- _What you need to do_:
Would you pull out every line of the material that contains the string "windows"?

- _The input_:
__________________________________________________
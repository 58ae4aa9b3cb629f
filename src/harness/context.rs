//! Shared state for one harness run.
//!
//! Every worker writes here concurrently. Counters are atomics; the execution log and the slowest-test
//! record sit behind mutexes. The scheduler joins all workers before anyone reads the final values, so
//! the join is the synchronization barrier.
//!
//! A context is built fresh for each run and consumed by [`TestRunContext::into_stats`], so nothing
//! leaks into the next run.

use std::sync::Mutex;
use std::sync::atomic::{AtomicUsize, Ordering};
use std::time::Duration;

/// Per-run state visible to all workers.
#[derive(Debug, Default)]
pub struct TestRunContext {
    started: AtomicUsize,
    completed: AtomicUsize,
    failed: AtomicUsize,
    execution_log: Mutex<Vec<String>>,
    slowest: Mutex<Option<(String, Duration)>>,
}

/// Final counters of a finished run.
#[derive(Debug, Clone, PartialEq, Eq, Default)]
pub struct ContextStats {
    pub started: usize,
    pub completed: usize,
    pub failed: usize,
    /// Test names in the order they started.
    pub execution_log: Vec<String>,
    pub slowest: Option<(String, Duration)>,
}

impl TestRunContext {
    pub fn new() -> Self {
        Self::default()
    }

    /// Record that a test has started; returns its 1-based start position.
    pub fn record_start(&self, name: &str) -> usize {
        // A poisoned log only means another worker panicked mid-push; the data is still usable.
        let mut log = self.execution_log.lock().unwrap_or_else(|poisoned| poisoned.into_inner());
        log.push(name.to_string());
        self.started.fetch_add(1, Ordering::SeqCst) + 1
    }

    /// Record that a test has finished; returns the 1-based completion count.
    pub fn record_finish(&self, name: &str, elapsed: Duration, failed: bool) -> usize {
        if failed {
            self.failed.fetch_add(1, Ordering::SeqCst);
        }

        {
            let mut slowest = self.slowest.lock().unwrap_or_else(|poisoned| poisoned.into_inner());
            let is_slower = slowest.as_ref().is_none_or(|(_, best)| *best < elapsed);
            if is_slower {
                *slowest = Some((name.to_string(), elapsed));
            }
        }

        self.completed.fetch_add(1, Ordering::SeqCst) + 1
    }

    /// Consume the context after all workers have joined.
    pub fn into_stats(self) -> ContextStats {
        ContextStats {
            started: self.started.into_inner(),
            completed: self.completed.into_inner(),
            failed: self.failed.into_inner(),
            execution_log: self
                .execution_log
                .into_inner()
                .unwrap_or_else(|poisoned| poisoned.into_inner()),
            slowest: self.slowest.into_inner().unwrap_or_else(|poisoned| poisoned.into_inner()),
        }
    }
}

#[cfg(test)]
mod tests {
    use super::*;
    use std::thread;

    #[test]
    fn test_concurrent_updates_are_not_lost() {
        let context = TestRunContext::new();

        thread::scope(|scope| {
            for worker in 0..8 {
                let context = &context;
                scope.spawn(move || {
                    for i in 0..100 {
                        let name = format!("w{worker}_{i}");
                        context.record_start(&name);
                        context.record_finish(&name, Duration::from_micros(i), i % 10 == 0);
                    }
                });
            }
        });

        let stats = context.into_stats();
        assert_eq!(stats.started, 800);
        assert_eq!(stats.completed, 800);
        assert_eq!(stats.failed, 80);
        assert_eq!(stats.execution_log.len(), 800);
        assert_eq!(stats.slowest.map(|(_, d)| d), Some(Duration::from_micros(99)));
    }

    #[test]
    fn test_fresh_context_is_empty() {
        let stats = TestRunContext::new().into_stats();
        assert_eq!(stats, ContextStats::default());
    }
}
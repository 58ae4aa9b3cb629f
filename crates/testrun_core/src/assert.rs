//! Checks for test bodies.
//!
//! Use these from a test via:
//! - `require_equal(&actual, "result", &expected)?`
//! - `are_equal(&expected, &actual, "sorted output")?`
//!
//! Every helper returns `Err(TestFailure)` instead of panicking, so the caller decides whether to `?` out.

use std::fmt::{Debug, Display};

use crate::errors::{TestFailure, TestResult};

/// Fail unless `one == two`.
pub fn require_equal<T: PartialEq + Display>(one: &T, message: &str, two: &T) -> TestResult {
    if one == two {
        return Ok(());
    }
    Err(TestFailure::with_context(
        format!("The ({one}) must be equal to ({two})."),
        message,
    ))
}

/// Fail when `one == two`.
pub fn require_not_equal<T: PartialEq + Display>(one: &T, message: &str, two: &T) -> TestResult {
    if one != two {
        return Ok(());
    }
    Err(TestFailure::with_context(
        format!("The ({one}) must Not be equal to ({two})."),
        message,
    ))
}

/// Compare an expected value against an actual one, printing both with `Debug`.
///
/// Works for containers (`Vec<Vec<T>>`, tuples, options) where `Display` is unavailable.
pub fn are_equal<T: PartialEq + Debug + ?Sized>(expected: &T, actual: &T, message: &str) -> TestResult {
    if expected == actual {
        return Ok(());
    }
    Err(TestFailure::new(format!(
        "Expected ({expected:?}), but actual ({actual:?}) in '{message}'."
    )))
}

/// Require `value > 0`, returning the value for chaining.
pub fn require_positive<T: PartialOrd + Default + Display + Copy>(value: T, message: &str) -> Result<T, TestFailure> {
    if T::default() < value {
        return Ok(value);
    }
    Err(TestFailure::with_context(format!("The value ({value}) must be positive."), message))
}

/// Require `value >= 0`, returning the value for chaining.
pub fn require_non_negative<T: PartialOrd + Default + Display + Copy>(
    value: T,
    message: &str,
) -> Result<T, TestFailure> {
    if value < T::default() {
        return Err(TestFailure::with_context(
            format!("The value ({value}) must be non-negative."),
            message,
        ));
    }
    Ok(value)
}

/// Require `value <= max_value`.
pub fn require_less_equal<T: PartialOrd + Display + Copy>(value: T, max_value: T, message: &str) -> Result<T, TestFailure> {
    if value <= max_value {
        return Ok(value);
    }
    Err(TestFailure::with_context(
        format!("The value ({value}) must not exceed ({max_value})."),
        message,
    ))
}

/// Require `value > edge_value`.
pub fn require_greater<T: PartialOrd + Display + Copy>(value: T, edge_value: T, message: &str) -> Result<T, TestFailure> {
    if edge_value < value {
        return Ok(value);
    }
    Err(TestFailure::with_context(
        format!("The value ({value}) must be greater than ({edge_value})."),
        message,
    ))
}

/// Require `low <= value <= high`.
pub fn require_between<T: PartialOrd + Display + Copy>(low: T, value: T, high: T, message: &str) -> TestResult {
    if low <= value && value <= high {
        return Ok(());
    }
    Err(TestFailure::with_context(
        format!("The value ({value}) must be between [{low}, {high}]."),
        message,
    ))
}

/// Require a non-empty collection.
pub fn require_non_empty<T>(argument_name: &str, collection: &[T]) -> TestResult {
    if collection.is_empty() {
        return Err(TestFailure::new(format!(
            "The '{argument_name}' argument must be not empty."
        )));
    }
    Ok(())
}

/// Require a non-decreasing sequence; with `strict` it must be increasing.
pub fn require_sorted<T: PartialOrd + Debug>(data: &[T], message: &str, strict: bool) -> TestResult {
    for (index, pair) in data.windows(2).enumerate() {
        let out_of_order = if strict { pair[1] <= pair[0] } else { pair[1] < pair[0] };
        if out_of_order {
            let kind = if strict { "strictly sorted" } else { "sorted" };
            return Err(TestFailure::with_context(
                format!(
                    "The data must be {kind}, but [{}]={:?} is followed by {:?}.",
                    index, pair[0], pair[1]
                ),
                message,
            ));
        }
    }
    Ok(())
}

/// Require that no value repeats; the failure names the first repeated value.
pub fn require_unique<T: Ord + Debug>(data: &[T], message: &str) -> TestResult {
    let mut sorted: Vec<&T> = data.iter().collect();
    sorted.sort();
    if let Some(pair) = sorted.windows(2).find(|pair| pair[0] == pair[1]) {
        return Err(TestFailure::with_context(
            format!("The value {:?} is repeating.", pair[0]),
            message,
        ));
    }
    Ok(())
}

/// Require a condition, failing with `message`.
pub fn require_true(condition: bool, message: &str) -> TestResult {
    if condition {
        Ok(())
    } else {
        Err(TestFailure::new(format!("assertion failed: {message}")))
    }
}

/// Explicitly fail a test with a message.
pub fn fail(message: impl Into<String>) -> TestResult {
    Err(TestFailure::new(message))
}

#[cfg(test)]
mod tests {
    use super::*;

    #[test]
    fn test_require_equal_message() {
        let err = require_equal(&1, "size", &2).unwrap_err();
        assert_eq!(err.message(), "The (1) must be equal to (2). size");
    }

    #[test]
    fn test_require_positive_returns_value() {
        assert_eq!(require_positive(5_u32, "count").unwrap(), 5);
        assert!(require_positive(0_i64, "count").is_err());
    }

    #[test]
    fn test_require_sorted_strictness() {
        assert!(require_sorted(&[1, 1, 2], "data", false).is_ok());
        assert!(require_sorted(&[1, 1, 2], "data", true).is_err());
    }
}
//! Process-wide cap on extra worker threads.
//!
//! A test body may itself fan out into parallel sub-tests while the top-level run already keeps every
//! core busy. Sharing one `ThreadBudget` between those nested runs bounds the total thread count.
//! Permits are only ever taken with [`ThreadBudget::try_acquire`], so a nested run that finds the
//! budget exhausted degrades to sequential execution instead of waiting on its parent.
//!
//! [`ThreadBudget::shared`] is the budget every run uses unless told otherwise: the driver passes it to
//! the top-level run and [`CaseRunner`](super::cases::CaseRunner) picks it up by default, so a test body
//! reaches the same permits as the run that started it.

use std::sync::OnceLock;
use std::sync::atomic::{AtomicUsize, Ordering};

use super::task_runner::hardware_concurrency;

#[derive(Debug)]
pub struct ThreadBudget {
    available: AtomicUsize,
    capacity: usize,
}

static SHARED: OnceLock<ThreadBudget> = OnceLock::new();

impl ThreadBudget {
    pub const fn new(capacity: usize) -> Self {
        Self {
            available: AtomicUsize::new(capacity),
            capacity,
        }
    }

    /// A budget of one permit per hardware thread.
    pub fn from_hardware() -> Self {
        Self::new(hardware_concurrency())
    }

    /// The process-wide budget, sized from the hardware on first use.
    pub fn shared() -> &'static ThreadBudget {
        SHARED.get_or_init(Self::from_hardware)
    }

    pub fn capacity(&self) -> usize {
        self.capacity
    }

    pub fn available(&self) -> usize {
        self.available.load(Ordering::SeqCst)
    }

    /// Take one permit if any is left. Never blocks.
    pub fn try_acquire(&self) -> Option<BudgetPermit<'_>> {
        let mut current = self.available.load(Ordering::SeqCst);
        loop {
            if current == 0 {
                return None;
            }
            match self
                .available
                .compare_exchange(current, current - 1, Ordering::SeqCst, Ordering::SeqCst)
            {
                Ok(_) => return Some(BudgetPermit { budget: self }),
                Err(actual) => current = actual,
            }
        }
    }

    /// Take up to `wanted` permits.
    pub fn acquire_up_to(&self, wanted: usize) -> Vec<BudgetPermit<'_>> {
        std::iter::from_fn(|| self.try_acquire()).take(wanted).collect()
    }
}

/// Returned to the budget on drop.
#[derive(Debug)]
pub struct BudgetPermit<'a> {
    budget: &'a ThreadBudget,
}

impl Drop for BudgetPermit<'_> {
    fn drop(&mut self) {
        self.budget.available.fetch_add(1, Ordering::SeqCst);
    }
}

#[cfg(test)]
mod tests {
    use super::*;

    #[test]
    fn test_permits_are_returned_on_drop() {
        let budget = ThreadBudget::new(2);
        {
            let permits = budget.acquire_up_to(5);
            assert_eq!(permits.len(), 2);
            assert_eq!(budget.available(), 0);
            assert!(budget.try_acquire().is_none());
        }
        assert_eq!(budget.available(), 2);
    }

    #[test]
    fn test_shared_budget_is_one_instance() {
        let budget = ThreadBudget::shared();
        assert!(std::ptr::eq(budget, ThreadBudget::shared()));
        assert_eq!(budget.capacity(), hardware_concurrency());
    }

    #[test]
    fn test_zero_capacity_never_grants() {
        let budget = ThreadBudget::new(0);
        assert!(budget.try_acquire().is_none());
        assert!(budget.acquire_up_to(3).is_empty());
    }
}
__________________________________________________
- _Answer for the task_:
    for (index, pair) in data.windows(2).enumerate() {
    if let Some(pair) = sorted.windows(2).find(|pair| pair[0] == pair[1]) {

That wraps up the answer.